Antioxidants and blockers of arachidonate metabolism inhibit the mitogenic effects of TPA in hepatocytes: differences in the operative mechanisms according to the cell cycle setting.

A single exposure to a low concentration (10(-10) mol/l) of TPA doubled the size of the fraction of neonatal rat hepatocytes flowing into DNA synthesis within 24 hours in 4-day-old primary cultures kept in low-calcium (0.01 mmol/l) HiWoBa2000 synthetic medium, thereby evoking a phenotypically neoplastic feature in normal, i.e. non-initiated cells.
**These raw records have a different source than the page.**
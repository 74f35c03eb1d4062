//! Closed-form pension forecast engine
//!
//! Projects a monthly pension from personal financial parameters. The
//! formula is linear in elapsed years: mandatory accrual scales with salary
//! and contributed years, voluntary contributions accumulate with a fixed
//! uplift, and expected salary growth scales the combined total.

use super::schedule::{ForecastResult, SchedulePoint};
use crate::error::{PensionError, PensionResult};

const MONTHS_PER_YEAR: f64 = 12.0;

/// Personal parameters for one forecast
#[derive(Debug, Clone, Copy)]
pub struct ForecastInput {
    /// Current age in years
    pub current_age: u8,

    /// Current monthly salary
    pub monthly_salary: f64,

    /// Years of mandatory contributions accumulated so far
    pub years_contributed: u32,

    /// Planned monthly voluntary contribution until retirement
    pub monthly_contribution: f64,

    /// Estimated annual salary growth rate, percent
    pub salary_growth_pct: f64,

    /// Planned retirement age
    pub retirement_age: u8,
}

impl ForecastInput {
    /// Reject inputs the formula is undefined for
    ///
    /// A retirement age below the current age would produce a negative
    /// pension; negative amounts are precondition violations as well.
    pub fn validate(&self) -> PensionResult<()> {
        if self.retirement_age < self.current_age {
            return Err(PensionError::RetirementBeforeCurrentAge {
                current_age: self.current_age,
                retirement_age: self.retirement_age,
            });
        }
        if self.monthly_salary < 0.0 {
            return Err(PensionError::NegativeForecastInput("monthly_salary"));
        }
        if self.monthly_contribution < 0.0 {
            return Err(PensionError::NegativeForecastInput("monthly_contribution"));
        }
        if self.salary_growth_pct < 0.0 {
            return Err(PensionError::NegativeForecastInput("salary_growth_pct"));
        }
        Ok(())
    }

    /// Years between now and the planned retirement age
    pub fn remaining_years(&self) -> u32 {
        u32::from(self.retirement_age.saturating_sub(self.current_age))
    }
}

/// Tunable parameters of the forecast formula
#[derive(Debug, Clone, Copy)]
pub struct ForecastParams {
    /// Fraction of salary accrued per contributed year
    pub accrual_rate: f64,

    /// Uplift applied to accumulated voluntary contributions
    pub contribution_uplift: f64,

    /// Pension below this fraction of salary is classified insufficient
    pub insufficiency_threshold: f64,
}

impl Default for ForecastParams {
    fn default() -> Self {
        Self {
            accrual_rate: 0.05,
            contribution_uplift: 1.03,
            insufficiency_threshold: 0.40,
        }
    }
}

/// Pension forecast engine
#[derive(Debug, Clone, Copy, Default)]
pub struct ForecastEngine {
    params: ForecastParams,
}

impl ForecastEngine {
    /// Create an engine with specific formula parameters
    pub fn new(params: ForecastParams) -> Self {
        Self { params }
    }

    pub fn params(&self) -> &ForecastParams {
        &self.params
    }

    /// Run the forecast for one set of inputs
    ///
    /// Deterministic; the full schedule is recomputed on every invocation.
    pub fn project(&self, input: &ForecastInput) -> PensionResult<ForecastResult> {
        input.validate()?;

        let p = &self.params;
        let years = f64::from(input.remaining_years());
        let growth = input.salary_growth_pct / 100.0;

        let base_pension = input.monthly_salary * f64::from(input.years_contributed) * p.accrual_rate;
        let contribution_pension =
            input.monthly_contribution * MONTHS_PER_YEAR * years * p.contribution_uplift;
        let projected_pension =
            round_currency((base_pension + contribution_pension) * (1.0 + growth * years));

        let insufficient = projected_pension < p.insufficiency_threshold * input.monthly_salary;

        // Per-year points scale each component linearly with elapsed years;
        // growth applies to the accrued base only, not to the contributions
        let schedule = (0..=input.remaining_years())
            .map(|elapsed| {
                let k = f64::from(elapsed);
                let value = base_pension * (1.0 + growth * k)
                    + input.monthly_contribution * MONTHS_PER_YEAR * k * p.contribution_uplift;
                SchedulePoint {
                    age: input.current_age.saturating_add(elapsed as u8),
                    projected_pension: round_currency(value),
                }
            })
            .collect();

        Ok(ForecastResult {
            base_pension,
            contribution_pension,
            projected_pension,
            insufficient,
            schedule,
        })
    }
}

/// Round to 2 decimal places (currency output)
fn round_currency(value: f64) -> f64 {
    (value * 100.0).round() / 100.0
}

#[cfg(test)]
mod tests {
    use super::*;
    use approx::assert_relative_eq;

    fn reference_input() -> ForecastInput {
        ForecastInput {
            current_age: 40,
            monthly_salary: 25_000.0,
            years_contributed: 10,
            monthly_contribution: 1_000.0,
            salary_growth_pct: 3.5,
            retirement_age: 65,
        }
    }

    #[test]
    fn test_reference_projection() {
        let result = ForecastEngine::default()
            .project(&reference_input())
            .unwrap();

        // 12500 base + 309000 contributions, grown by 1.875
        assert_relative_eq!(result.base_pension, 12_500.0);
        assert_relative_eq!(result.contribution_pension, 309_000.0);
        assert_relative_eq!(result.projected_pension, 602_812.50);
        assert!(!result.insufficient);
    }

    #[test]
    fn test_schedule_shape() {
        let result = ForecastEngine::default()
            .project(&reference_input())
            .unwrap();

        assert_eq!(result.schedule_len(), 26);
        assert_eq!(result.schedule[0].age, 40);
        assert_eq!(result.final_point().map(|p| p.age), Some(65));

        // Elapsed zero years: only the accrued base
        assert_relative_eq!(result.schedule[0].projected_pension, 12_500.0);

        // Monotone under non-negative growth and contributions
        for pair in result.schedule.windows(2) {
            assert!(pair[1].projected_pension >= pair[0].projected_pension);
        }
    }

    #[test]
    fn test_retirement_before_current_age_rejected() {
        let input = ForecastInput {
            current_age: 66,
            retirement_age: 65,
            ..reference_input()
        };
        let err = ForecastEngine::default().project(&input).unwrap_err();
        assert!(matches!(
            err,
            PensionError::RetirementBeforeCurrentAge {
                current_age: 66,
                retirement_age: 65
            }
        ));
    }

    #[test]
    fn test_negative_contribution_rejected() {
        let input = ForecastInput {
            monthly_contribution: -100.0,
            ..reference_input()
        };
        assert!(ForecastEngine::default().project(&input).is_err());
    }

    #[test]
    fn test_retiring_now_yields_base_only() {
        let input = ForecastInput {
            current_age: 65,
            retirement_age: 65,
            ..reference_input()
        };
        let result = ForecastEngine::default().project(&input).unwrap();
        assert_relative_eq!(result.projected_pension, 12_500.0);
        assert_eq!(result.schedule_len(), 1);
    }

    #[test]
    fn test_insufficiency_boundary_is_strict() {
        // Exactly 40% of salary is NOT insufficient
        let input = ForecastInput {
            current_age: 65,
            monthly_salary: 25_000.0,
            years_contributed: 8,
            monthly_contribution: 0.0,
            salary_growth_pct: 0.0,
            retirement_age: 65,
        };
        let result = ForecastEngine::default().project(&input).unwrap();
        assert_relative_eq!(result.projected_pension, 10_000.0);
        assert!(!result.insufficient);

        // Just below the threshold flips the flag
        let input = ForecastInput {
            years_contributed: 7,
            ..input
        };
        let result = ForecastEngine::default().project(&input).unwrap();
        assert!(result.insufficient);
    }

    #[test]
    fn test_projection_is_non_negative() {
        for years in [0u32, 5, 20, 40] {
            let input = ForecastInput {
                current_age: 25,
                retirement_age: 25 + years as u8,
                ..reference_input()
            };
            let result = ForecastEngine::default().project(&input).unwrap();
            assert!(result.projected_pension >= 0.0);
        }
    }
}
Inhibition kinetics studies, in which several antioxidants and blockers of the arachidonate cascade were given, each by itself, simultaneously with or at various time intervals after TPA, showed that the early mitogenic effects of TPA, i.e. the commitment of GO hepatocytes to grow and the reactivation of hepatocytes poised at the G1/S boundary required oxygen radicals and all the main metabolites of arachidonate. Instead, the subsequent flow into S phase of TPA-committed hepatocytes was not controlled by oxygen radicals and prostaglandins but by retinoid-modulable activities and by products of the lipoxygenase and thromboxane synthase pathways of arachidonate metabolism.